As industry insiders know, the battle for share in China's Internet search space, the second most popular application (after e-mail) in the world's second largest Internet market, is heating up.
With only 94m mainland Internet users (growing an average 25% a year over the next three), China's RMB2.25bn (US$273m) search engine market has growing to do. But the market is shifting up, evidenced most recently by a bid for a Nasdaq listing by Baidu, China's top search engine company. "
While the search advertising market is still relatively small, it will likely track what has happened in the US," says Victor Koo, former COO and president of Internet portal operator Sohu, which has a tiny piece of the market.
Search business pays
Online search advertising sales, largely driven by growth in the US, are projected to increase to more than US$5bn by 2008, up from US$2.7bn last year, says market watcher optionetics.com – though click fraud, which involves inflating hit numbers, could dampen that pace, warns Forrester Research, which revised its 2005 year-on-year sales growth projection down from 45% to 30%.
Revenue in China comes mostly from SMEs – 20 million of them. Last year, Sohu, a distant fourth in the search space with its Sogou engine, collected US$10m from 84,000 search advertisers in a 60%-40% split between "pay-for-performance" and "paid inclusion" revenue respectively. Under pay-for-performance, the primary revenue model used by Google and Baidu, advertisers bid for prominent sponsorship links when search keywords are triggered.

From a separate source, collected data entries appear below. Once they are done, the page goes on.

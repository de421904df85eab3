//! Simulated specialist research workers.
//!
//! Each worker stands in for an LLM-backed analyst: it "thinks" for a
//! fixed delay, then returns canned findings and recommendations keyed
//! off the task label. The master only depends on the `ResearchReport`
//! shape, so a real research backend can replace these wholesale.

use anyhow::Result;
use chrono::Utc;
use serde_json::{json, Value};
use std::collections::HashMap;
use std::sync::Arc;
use std::time::Duration;
use tracing::debug;

use crate::portfolio::PortfolioSnapshot;

use super::{AgentType, Recommendation, ResearchReport, ResearchTask, TradeAction};

/// One research specialist, selected by its `AgentType` tag.
#[derive(Debug, Clone)]
pub struct ResearchWorker {
    agent_type: AgentType,
    think_delay: Duration,
}

impl ResearchWorker {
    /// Build a worker with its specialty-specific simulated think time,
    /// scaled by `sim_time_scale` (0 disables the delay).
    pub fn new(agent_type: AgentType, sim_time_scale: f64) -> Self {
        let base_secs = match agent_type {
            AgentType::Technical => 1.0,
            AgentType::Fundamental => 1.5,
            AgentType::Sentiment => 1.2,
            AgentType::Risk => 1.3,
        };
        Self {
            agent_type,
            think_delay: Duration::from_secs_f64(base_secs * sim_time_scale),
        }
    }

    pub fn agent_type(&self) -> AgentType {
        self.agent_type
    }

    /// Run one research task against the given portfolio snapshot.
    pub async fn execute(
        &self,
        task: ResearchTask,
        snapshot: Arc<PortfolioSnapshot>,
    ) -> Result<ResearchReport> {
        debug!(agent = %self.agent_type, task = %task, "research task started");

        // Stand-in for network/LLM latency
        if !self.think_delay.is_zero() {
            tokio::time::sleep(self.think_delay).await;
        }

        let report = match self.agent_type {
            AgentType::Technical => self.technical_report(task),
            AgentType::Fundamental => self.fundamental_report(),
            AgentType::Sentiment => self.sentiment_report(),
            AgentType::Risk => self.risk_report(task, &snapshot),
        };

        debug!(
            agent = %self.agent_type,
            confidence = report.confidence,
            recommendations = report.recommendations.len(),
            "research task completed"
        );

        Ok(report)
    }

    fn technical_report(&self, task: ResearchTask) -> ResearchReport {
        let buy_research = task == ResearchTask::ResearchBuyOpportunities;

        let mut findings: HashMap<String, Value> = HashMap::new();
        findings.insert(
            "rsi_levels".to_string(),
            json!({ "BTC-USD": 45.2, "ETH-USD": 62.8 }),
        );
        findings.insert(
            "support_resistance".to_string(),
            json!({
                "BTC-USD": { "support": 48_000, "resistance": 52_000 },
                "ETH-USD": { "support": 2_800, "resistance": 3_200 },
            }),
        );
        findings.insert(
            "trend_direction".to_string(),
            json!({ "BTC-USD": "bullish", "ETH-USD": "neutral" }),
        );
        findings.insert(
            "entry_signals".to_string(),
            json!({
                "BTC-USD": if buy_research { "strong_buy" } else { "hold" },
                "ETH-USD": if buy_research { "buy" } else { "hold" },
            }),
        );

        let recommendations = match task {
            ResearchTask::ResearchBuyOpportunities => vec![
                Recommendation {
                    symbol: "BTC-USD".to_string(),
                    action: TradeAction::Buy,
                    confidence: 0.85,
                    reasoning: "RSI oversold, strong support at 48k, bullish trend".to_string(),
                },
                Recommendation {
                    symbol: "ETH-USD".to_string(),
                    action: TradeAction::Buy,
                    confidence: 0.70,
                    reasoning: "Neutral trend but good risk/reward near support".to_string(),
                },
            ],
            ResearchTask::FindExitStrategies => vec![Recommendation {
                symbol: "BTC-USD".to_string(),
                action: TradeAction::Hold,
                confidence: 0.60,
                reasoning: "No clear exit signal, wait for resistance test".to_string(),
            }],
            _ => Vec::new(),
        };

        ResearchReport {
            agent_type: self.agent_type,
            findings,
            recommendations,
            confidence: if buy_research { 0.78 } else { 0.65 },
            timestamp: Utc::now(),
        }
    }

    fn fundamental_report(&self) -> ResearchReport {
        let mut findings: HashMap<String, Value> = HashMap::new();
        findings.insert(
            "market_cap_analysis".to_string(),
            json!({
                "BTC-USD": "dominant_position",
                "ETH-USD": "strong_fundamentals",
            }),
        );
        findings.insert(
            "adoption_metrics".to_string(),
            json!({
                "BTC-USD": "institutional_adoption_increasing",
                "ETH-USD": "defi_growth_strong",
            }),
        );
        findings.insert(
            "regulatory_environment".to_string(),
            json!("neutral_to_positive"),
        );
        findings.insert("macro_factors".to_string(), json!("favorable_for_crypto"));

        ResearchReport {
            agent_type: self.agent_type,
            findings,
            recommendations: vec![
                Recommendation {
                    symbol: "BTC-USD".to_string(),
                    action: TradeAction::Buy,
                    confidence: 0.80,
                    reasoning: "Strong fundamentals, institutional adoption increasing".to_string(),
                },
                Recommendation {
                    symbol: "ETH-USD".to_string(),
                    action: TradeAction::Buy,
                    confidence: 0.75,
                    reasoning: "DeFi ecosystem growth, strong developer activity".to_string(),
                },
            ],
            confidence: 0.75,
            timestamp: Utc::now(),
        }
    }

    fn sentiment_report(&self) -> ResearchReport {
        let mut findings: HashMap<String, Value> = HashMap::new();
        findings.insert(
            "social_sentiment".to_string(),
            json!({ "BTC-USD": 0.72, "ETH-USD": 0.65 }),
        );
        findings.insert(
            "news_sentiment".to_string(),
            json!({ "BTC-USD": 0.68, "ETH-USD": 0.62 }),
        );
        findings.insert("fear_greed_index".to_string(), json!(65));
        findings.insert("market_mood".to_string(), json!("optimistic"));

        ResearchReport {
            agent_type: self.agent_type,
            findings,
            recommendations: vec![
                Recommendation {
                    symbol: "BTC-USD".to_string(),
                    action: TradeAction::Buy,
                    confidence: 0.70,
                    reasoning: "Positive social sentiment, greed index suggests momentum"
                        .to_string(),
                },
                Recommendation {
                    symbol: "ETH-USD".to_string(),
                    action: TradeAction::Hold,
                    confidence: 0.55,
                    reasoning: "Moderate sentiment, wait for clearer signals".to_string(),
                },
            ],
            confidence: 0.68,
            timestamp: Utc::now(),
        }
    }

    fn risk_report(&self, task: ResearchTask, snapshot: &PortfolioSnapshot) -> ResearchReport {
        let mut findings: HashMap<String, Value> = HashMap::new();
        findings.insert(
            "market_volatility".to_string(),
            json!(snapshot.market_conditions.volatility),
        );
        findings.insert("portfolio_risk".to_string(), json!("moderate"));
        findings.insert(
            "correlation_analysis".to_string(),
            json!({ "BTC-USD": 0.85, "ETH-USD": 0.78 }),
        );
        findings.insert("liquidity_analysis".to_string(), json!("high_liquidity"));
        findings.insert("systemic_risks".to_string(), json!("low"));

        let recommendations = if task == ResearchTask::AnalyzeLossRecovery {
            vec![Recommendation {
                symbol: "BTC-USD".to_string(),
                action: TradeAction::Hold,
                confidence: 0.65,
                reasoning: "Risk of selling at bottom, better to hold through volatility"
                    .to_string(),
            }]
        } else {
            vec![
                Recommendation {
                    symbol: "BTC-USD".to_string(),
                    action: TradeAction::Buy,
                    confidence: 0.72,
                    reasoning: "Acceptable risk levels, good risk/reward ratio".to_string(),
                },
                Recommendation {
                    symbol: "ETH-USD".to_string(),
                    action: TradeAction::Buy,
                    confidence: 0.68,
                    reasoning: "Moderate risk, suitable for current portfolio".to_string(),
                },
            ]
        };

        ResearchReport {
            agent_type: self.agent_type,
            findings,
            recommendations,
            confidence: 0.70,
            timestamp: Utc::now(),
        }
    }
}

Paid inclusion charges a fixed rate depending on the keyword. Currently, Sohu's paid inclusion customers pay annual fees of US$50 to US$300 for keywords ('monopoly' won't command the same premium as say 'green tea' or 'mobile phone') and pay-forperformance customers pay RMB0.50 and RMB3 per user click.
Another pay model is "address search", which accounts for 40% of Yahoo!'s search revenue. Yahoo! has a virtual monopoly on address searches, thanks to its 2003 acquisition of 3721 Network Software, which developed the technology to translate Chineselanguage keywords into Roman alphabet domain names. From the 3721 site, users type the Chinese name of a organization instead of the long domain name address unknown to them. For now, pay-for-performance seems to be the winning model, but this is early days. "The pricing model for search in China is still in its formative stage," says Koo, who thinks future models could integrate other ancillary markets, like ecommerce.
In addition to pure plays like Baidu and Google, China's search market has attracted other portal operators like Netease and Sina, but they have largely been written off. Kelly Huang of i-Research says Sohu might just be the one general portal to weather the competition, if only because it offered search before Baidu, giving it some command on user loyalty.
Those earlier mass desertions from pioneering search sites to Google suggest otherwise, but Sohu is taking the business seriously, even if has less than 5% of the market. Promising to boost search traffic this year, Sohu recently upgraded its search engine to speed-track 500m web pages, and says it will push that page count up to 1bn in months.
Sohu says it expects its search revenue to grow 30% this year. "It's not too late for us," says Caroline Straathof, Sohu's investor relations director. "It will take some time, but we have the right strategy and the right technology."
On the tech front, Google just released a winner that goes beyond web search: its desktop search software which enables users to search files and emails on their PCs in simplified Chinese characters – from a Web browser. "Google's integrated approach means it will be the 'go-to' for all the search functions," says Edward Dong, an analyst with Zero2IPO.com, adding that the one-stop strategy will also cement user loyalty.
The big local guy
Baidu, now in its pre-IPO quiet period, also has a desktop product. "Its strength is in knowing the local market [and] turning up relevant results," says Dong, who also likes what Yahoo! has been doing. iResearch's Huang agrees, saying Yahoo!'s progress in MP3 search looks promising and its search engine, Yisou, meaning 'number one search engine' in Chinese, continues to make gains.
Entering the market only last year when it took an undisclosed stake in Baidu, Google, still needs a proper foothold in China, and soon – because Yahoo already has solid sales and distribution now and excellent local market capability through its 3721 property. Google got into trouble over China's finicky censorship rules, something Yahoo! has been clinically careful about. But Yahoo stumbled in the early days, too, thinking the mainland would be a cakewalk from Taiwan.
Yahoo! plans to invest US$20m in its China operations to become China's no 1 search engine, delivering more localized products than anyone, according to company spokesperson Jenny Xiao.
Bets are China's search market will come down to Baidu, Yahoo, and Google. "These three players have best all-around performance in the search market," Dong says. And with Baidu's planned IPO on the horizon, Dong says "the big will become bigger."
Speaking of which, where is the Big One? Dong says Microsoft is making its way into China, with its search tool already integrated into the latest MSN messenger. That's right, and didn't Bill Gates say everything would be integrated into Windows by 2006?